- PROBLEM TO WORK ON:
Search the listing for the string "impl" and copy every line that contains it.
*** Opening ENTRIES SHOWN ***
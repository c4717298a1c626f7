//! A single 16-byte-aligned scratch allocation, sized once at producer init
//! time and released on drop. [`crate::resampled::ResampledImage`] and
//! [`crate::reprojected::ReprojectedImage`] use this instead of many small
//! allocations for their per-instance scratch (weight tables, row rings).

use std::alloc::{Layout, alloc_zeroed, dealloc};
use std::ptr::NonNull;

const ALIGNMENT: usize = 16;

pub struct AlignedBuffer {
	ptr: NonNull<u8>,
	len: usize,
	layout: Layout,
}

// SAFETY: `AlignedBuffer` owns its allocation exclusively; no aliasing occurs
// unless the caller creates it, matching the `Send`/`Sync` bound of a `Vec<u8>`.
unsafe impl Send for AlignedBuffer {}
unsafe impl Sync for AlignedBuffer {}

impl AlignedBuffer {
	/// Allocates `len` zeroed bytes aligned to 16 bytes.
	///
	/// # Panics
	/// Panics if `len` is zero or the allocator is out of memory.
	#[must_use]
	pub fn new(len: usize) -> Self {
		assert!(len > 0, "AlignedBuffer cannot be zero-sized");
		let layout = Layout::from_size_align(len, ALIGNMENT).expect("valid layout");
		// SAFETY: layout has non-zero size.
		let raw = unsafe { alloc_zeroed(layout) };
		let ptr = NonNull::new(raw).unwrap_or_else(|| std::alloc::handle_alloc_error(layout));
		Self { ptr, len, layout }
	}

	#[must_use]
	pub fn len(&self) -> usize {
		self.len
	}

	#[must_use]
	pub fn is_empty(&self) -> bool {
		self.len == 0
	}

	#[must_use]
	pub fn as_slice(&self) -> &[u8] {
		// SAFETY: `ptr` is valid for `len` bytes for the lifetime of `self`.
		unsafe { std::slice::from_raw_parts(self.ptr.as_ptr(), self.len) }
	}

	pub fn as_mut_slice(&mut self) -> &mut [u8] {
		// SAFETY: `ptr` is valid for `len` bytes, uniquely borrowed via `&mut self`.
		unsafe { std::slice::from_raw_parts_mut(self.ptr.as_ptr(), self.len) }
	}
}

impl Drop for AlignedBuffer {
	fn drop(&mut self) {
		// SAFETY: `layout` is the exact layout used in `alloc_zeroed`.
		unsafe { dealloc(self.ptr.as_ptr(), self.layout) };
	}
}
//! Defines `ProgressTrait`, the common interface for progress indicators.

/// A trait defining the interface for progress indicators.
pub trait ProgressTrait: Send + Sync {
	/// Creates a new instance of the progress indicator.
	fn new() -> Self
	where
		Self: Sized;

	/// Initializes the progress indicator.
	fn init(&mut self, message: &str, max_value: u64);

	/// Sets the absolute position of the progress.
	fn set_position(&mut self, value: u64);

	/// Increases the value of the progress by a given amount.
	fn inc(&mut self, value: u64);

	/// Finishes the progress.
	fn finish(&mut self);

	/// Removes the progress indicator from the terminal.
	fn remove(&mut self);
}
*** Closing ENTRIES SHOWN ***
- RESULT FOR THIS EXERCISE:
unsafe impl Send for AlignedBuffer {}
unsafe impl Sync for AlignedBuffer {}
impl AlignedBuffer {
impl Drop for AlignedBuffer {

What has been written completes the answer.